Pedro Patiño Ixtolinque (1774 in San Pedro Ecatzingo – 1835 in Mexico City)[1] was a mixed-race Mexican sculptor. His father was Spanish and his mother a mestiza (mixed Indian and European). He won a scholarship at the Academy of San Carlos that was "reserved for 'pure New Spanish Indians," through his father's line; his father claimed to be a cacique of Coyoacan, conferring indigenous noble status on his son Pedro. When Patiño Ixtolinque petitioned for the title of Academician of Merit," he had to argue for his status as a Spaniard, since Indians were excluded from holding the title. He was declared a "Spaniard", "arguing that 'Spanish' simply meant 'not a foreigner'."[2] At the Academy he studied with Santiago Sandoval and Manuel Tolsá. He worked with Tolsá to create the tabernacle for the Puebla Cathedral. He created the altar and altarpiece for the tabernacle at the Mexico City Metropolitan Cathedral, as well as various other works for cathedrals in Mexico.[1]

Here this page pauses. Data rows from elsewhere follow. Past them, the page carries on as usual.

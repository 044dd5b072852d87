//! Relay error types.

use thiserror::Error;

/// Failure to turn a wire message into an envelope, or a payload into JSON.
#[derive(Debug, Error)]
pub enum CodecError {
    /// `aggregate_type` carried a discriminant this build does not know.
    #[error("unknown aggregate type {0}")]
    UnknownAggregateType(i32),

    /// `event_name` carried a discriminant this build does not know.
    #[error("unknown event name {0}")]
    UnknownEventName(i32),

    /// An id field was not a UUID.
    #[error("malformed {field}: {value:?}")]
    MalformedId {
        /// The offending field.
        field: &'static str,
        /// The raw value.
        value: String,
    },

    /// A JSON payload could not be encoded or decoded.
    #[error("malformed payload: {0}")]
    Payload(String),
}

/// A transport-level failure of one relay exchange.
///
/// None of these say anything about whether the operation succeeded on the
/// worker; a failed operation arrives as a successful exchange whose reply
/// carries `status_code >= 400`.
#[derive(Debug, Error)]
pub enum RelayError {
    /// The stream could not be opened.
    #[error("failed to open stream to worker: {0}")]
    Connect(String),

    /// The event could not be written to the stream.
    #[error("failed to send event: stream closed by worker")]
    Send,

    /// Reading from the stream failed.
    #[error("failed to receive from stream: {}", .0.message())]
    Receive(tonic::Status),

    /// The worker ended the stream without replying.
    #[error("worker closed the stream before replying")]
    ClosedBeforeReply,

    /// The gateway ended the stream without sending an event.
    #[error("gateway closed the stream before sending an event")]
    ClosedBeforeEvent,

    /// A session operation was used out of order.
    #[error("stream protocol violation: {0}")]
    Protocol(String),

    /// A message could not be decoded.
    #[error(transparent)]
    Codec(#[from] CodecError),

    /// The reply answers a different event.
    #[error("reply correlation mismatch: expected {expected}, got {actual}")]
    CorrelationMismatch {
        /// The `aggregate_id` that was sent.
        expected: String,
        /// The `correlation_id` that came back.
        actual: String,
    },
}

Following Mexican independence in 1821, Patiño Ixtolinque was chosen to create a statue of independence hero, Father José María Morelos. In 1830 Patiño Ixtolinque sculpted an image of America, in the iconic form of a stylized indigenous woman bedecked in feathers and carrying a bow and arrow.[3]

References

  1. 1 2 "Pedro Patiño Ixtolinque". Biografías y Vidas. Retrieved 2009-01-10.
  2. James Oles, Art and Architecture in Mexico. London: Thames & Hudson 2013, p. 154.
  3. Oles, Art and Architecture in Mexico, p. 154.